I try to extract all mappings from wikidata to the GND authority file, along with the according wikipedia pages, expecting roughly 500,000 to 1m triples as result.

 

However, with various calls, I get much less triples (about 2,000 to 10,000). The output seems to be truncated in the middle of a statement, e.g.

 

<http://d-nb.info/gnd/121043053> <http://www.w3.org/2004/02/skos/core#exactMatch> <http://www.wikidata.org/entity/Q39963> .

<http://d-nb.info/gnd/121043053> <http://schema.org/about> <https://de.wikipedia.org/wiki/Park%20Kyung-ni> .

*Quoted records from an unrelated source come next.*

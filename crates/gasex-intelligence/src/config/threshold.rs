// ABOUTME: Threshold engine configuration with environment overrides and validation
// ABOUTME: Numerical tolerances and the policy for breakpoints outside the observed VO2 range
//
// SPDX-License-Identifier: MIT OR Apache-2.0
// Copyright (c) 2025 The gasex Developers

//! Threshold engine configuration
//!
//! | Variable                      | Default | Meaning                                  |
//! |-------------------------------|---------|------------------------------------------|
//! | `GASEX_CURVATURE_TOLERANCE`   | `1e-9`  | relative curvature treated as linear     |
//! | `GASEX_SINGULARITY_TOLERANCE` | `1e-10` | normal-equation pivot floor (per point)  |
//! | `GASEX_TIE_TOLERANCE`         | `1e-9`  | relative nearest-sample tie window       |
//! | `GASEX_OUT_OF_RANGE_POLICY`   | `flag`  | `flag` or `reject`                       |

use super::error::ConfigError;
use gasex_core::constants::tolerances;
use serde::{Deserialize, Serialize};
use std::env;
use std::fmt;
use std::str::FromStr;

/// Environment variable names
pub mod env_vars {
    /// Relative curvature tolerance
    pub const CURVATURE_TOLERANCE: &str = "GASEX_CURVATURE_TOLERANCE";
    /// Singularity tolerance
    pub const SINGULARITY_TOLERANCE: &str = "GASEX_SINGULARITY_TOLERANCE";
    /// Tie tolerance
    pub const TIE_TOLERANCE: &str = "GASEX_TIE_TOLERANCE";
    /// Out-of-range policy
    pub const OUT_OF_RANGE_POLICY: &str = "GASEX_OUT_OF_RANGE_POLICY";
}

/// What to do when the tangent point falls outside the observed VO2 range
#[derive(Debug, Clone, Copy, Default, PartialEq, Eq, Serialize, Deserialize)]
#[serde(rename_all = "snake_case")]
pub enum OutOfRangePolicy {
    /// Keep the endpoint breakpoint and attach a low-confidence warning
    #[default]
    Flag,
    /// Fail the sample at breakpoint location
    Reject,
}

impl OutOfRangePolicy {
    /// Policy name
    #[must_use]
    pub const fn as_str(self) -> &'static str {
        match self {
            Self::Flag => "flag",
            Self::Reject => "reject",
        }
    }
}

impl fmt::Display for OutOfRangePolicy {
    fn fmt(&self, f: &mut fmt::Formatter<'_>) -> fmt::Result {
        f.write_str(self.as_str())
    }
}

impl FromStr for OutOfRangePolicy {
    type Err = ConfigError;

    fn from_str(s: &str) -> Result<Self, Self::Err> {
        match s.trim().to_lowercase().as_str() {
            "flag" | "warn" => Ok(Self::Flag),
            "reject" | "error" => Ok(Self::Reject),
            other => Err(ConfigError::Parse(format!(
                "Unknown out-of-range policy: '{other}'. Valid options: flag, reject"
            ))),
        }
    }
}

/// Tolerances and policies for the analysis pipeline
#[derive(Debug, Clone, Copy, PartialEq, Serialize, Deserialize)]
pub struct ThresholdConfig {
    /// `|a|·span(VO2)²` relative to the VCO2 scale below which the quadratic is linear
    pub curvature_tolerance: f64,
    /// Pivot floor of the normal equations, per data point
    pub singularity_tolerance: f64,
    /// Nearest-sample candidates closer than this fraction of the VO2 span tie
    pub tie_tolerance: f64,
    /// Handling of tangent points outside the observed VO2 range
    pub out_of_range_policy: OutOfRangePolicy,
}

impl Default for ThresholdConfig {
    fn default() -> Self {
        Self {
            curvature_tolerance: tolerances::CURVATURE,
            singularity_tolerance: tolerances::SINGULARITY,
            tie_tolerance: tolerances::TIE,
            out_of_range_policy: OutOfRangePolicy::Flag,
        }
    }
}

impl ThresholdConfig {
    /// Load configuration from defaults plus environment overrides
    ///
    /// # Errors
    ///
    /// Returns an error if an environment variable holds an unparsable value or
    /// the resulting configuration fails validation.
    pub fn load() -> Result<Self, ConfigError> {
        let config = Self::from_env()?;
        config.validate()?;
        Ok(config)
    }

    /// Defaults with environment overrides applied, not yet validated
    ///
    /// # Errors
    ///
    /// Returns `ConfigError::InvalidEnvValue` or `ConfigError::Parse` if an
    /// environment variable cannot be parsed.
    pub fn from_env() -> Result<Self, ConfigError> {
        Self::default().apply_env_overrides()
    }

    /// Override the out-of-range policy
    #[must_use]
    pub const fn with_out_of_range_policy(mut self, policy: OutOfRangePolicy) -> Self {
        self.out_of_range_policy = policy;
        self
    }

    fn apply_env_overrides(mut self) -> Result<Self, ConfigError> {
        if let Some(value) = env_f64(env_vars::CURVATURE_TOLERANCE)? {
            self.curvature_tolerance = value;
        }
        if let Some(value) = env_f64(env_vars::SINGULARITY_TOLERANCE)? {
            self.singularity_tolerance = value;
        }
        if let Some(value) = env_f64(env_vars::TIE_TOLERANCE)? {
            self.tie_tolerance = value;
        }
        if let Ok(raw) = env::var(env_vars::OUT_OF_RANGE_POLICY) {
            self.out_of_range_policy = raw.parse()?;
        }
        Ok(self)
    }

    /// Validate the configuration
    ///
    /// # Errors
    ///
    /// Returns `ConfigError::InvalidRange` when a tolerance is not a finite
    /// value strictly between 0 and 1.
    pub fn validate(&self) -> Result<(), ConfigError> {
        let in_unit_interval = |v: f64| v.is_finite() && v > 0.0 && v < 1.0;

        if !in_unit_interval(self.curvature_tolerance) {
            return Err(ConfigError::InvalidRange(
                "curvature_tolerance must be in (0, 1)",
            ));
        }
        if !in_unit_interval(self.singularity_tolerance) {
            return Err(ConfigError::InvalidRange(
                "singularity_tolerance must be in (0, 1)",
            ));
        }
        if !in_unit_interval(self.tie_tolerance) {
            return Err(ConfigError::InvalidRange("tie_tolerance must be in (0, 1)"));
        }
        Ok(())
    }
}

fn env_f64(name: &'static str) -> Result<Option<f64>, ConfigError> {
    match env::var(name) {
        Ok(raw) => raw
            .trim()
            .parse()
            .map(Some)
            .map_err(|_| ConfigError::InvalidEnvValue { name, value: raw }),
        Err(_) => Ok(None),
    }
}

<http://d-nb.info/gnd/121043053> <http://schema.org/about> <https://en.wikipedia.org/wiki/Pa

 

The query (below) is called like this:

 

curl -X GET -H "Accept: text/plain" --silent https://query.wikidata.org/bigdata/namespace/wdq/sparql?query=$ENCODED_QUERY -o /tmp/mappings.nt

 

Using turtle or rdf/xml as a format does also result in syntactically incorrect truncation in the middle of a statement. Adding “--no-buffer” to the curl command does not change anything.

 

Am I doing something wrong? Are there built-in limitations for the endpoint, which could result in arbitrary truncation?

 

Cheers, Joachim

 

# Get all GND mappings to persons

PREFIX wd: <http://www.wikidata.org/entity/>

PREFIX wdt: <http://www.wikidata.org/prop/direct/>

PREFIX wikibase: <http://wikiba.se/ontology#>

PREFIX p: <http://www.wikidata.org/prop/>

PREFIX v: <http://www.wikidata.org/prop/statement/>

PREFIX q: <http://www.wikidata.org/prop/qualifier/>

PREFIX schema: <http://schema.org/>

PREFIX rdfs: <http://www.w3.org/2000/01/rdf-schema#>

PREFIX skos: <http://www.w3.org/2004/02/skos/core#>

#

construct {

  ?gnd skos:exactMatch ?wd ;

    schema:about ?sitelink .

}

#select ?gndId ?wd ?wdLabel ?sitelink ?gnd

where {

  # get all wikidata items and labels linked to GND

  ?wd wdt:P227 ?gndId ;

      rdfs:label ?wdLabel ;

      # restrict to

      wdt:P31 wd:Q5  . # instance of human

  # get site links (only from de/en wikipedia sites)

  ?sitelink schema:about ?wd ;

            schema:inLanguage ?language .

  filter (contains(str(?sitelink), 'wikipedia'))

  filter (lang(?wdLabel) = ?language && ?language in ('en', 'de'))

  bind(uri(concat('http://d-nb.info/gnd/', ?gndId)) as ?gnd)

}